Problem statement: Make an exact copy of the listing below.

################

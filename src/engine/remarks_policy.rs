// ==========================================
// 校园考勤核心 - 备注长度策略
// ==========================================
// 职责: 在调用 set_remarks 之前校验备注长度（按字符计）
// ==========================================

use crate::engine::change_tracker::EditError;

/// 默认备注最大字符数
pub const DEFAULT_REMARKS_MAX_CHARS: usize = 200;

/// 备注长度策略
#[derive(Debug, Clone, Copy, PartialEq, Eq)]
pub struct RemarksPolicy {
    max_chars: usize,
}

impl RemarksPolicy {
    pub fn new(max_chars: usize) -> Self {
        Self { max_chars }
    }

    pub fn max_chars(&self) -> usize {
        self.max_chars
    }

    /// 校验备注
    pub fn validate(&self, remarks: &str) -> Result<(), EditError> {
        let actual = remarks.chars().count();
        if actual > self.max_chars {
            return Err(EditError::RemarksTooLong {
                max: self.max_chars,
                actual,
            });
        }
        Ok(())
    }
}

impl Default for RemarksPolicy {
    fn default() -> Self {
        Self::new(DEFAULT_REMARKS_MAX_CHARS)
    }
}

################

The completed task:
filename src/engine/remarks_policy.rs
// ==========================================
// 校园考勤核心 - 备注长度策略
// ==========================================
// 职责: 在调用 set_remarks 之前校验备注长度（按字符计）
// ==========================================

use crate::engine::change_tracker::EditError;

/// 默认备注最大字符数
pub const DEFAULT_REMARKS_MAX_CHARS: usize = 200;

/// 备注长度策略
#[derive(Debug, Clone, Copy, PartialEq, Eq)]
pub struct RemarksPolicy {
    max_chars: usize,
}

impl RemarksPolicy {
    pub fn new(max_chars: usize) -> Self {
        Self { max_chars }
    }

    pub fn max_chars(&self) -> usize {
        self.max_chars
    }

    /// 校验备注
    pub fn validate(&self, remarks: &str) -> Result<(), EditError> {
        let actual = remarks.chars().count();
        if actual > self.max_chars {
            return Err(EditError::RemarksTooLong {
                max: self.max_chars,
                actual,
            });
        }
        Ok(())
    }
}

impl Default for RemarksPolicy {
    fn default() -> Self {
        Self::new(DEFAULT_REMARKS_MAX_CHARS)
    }
}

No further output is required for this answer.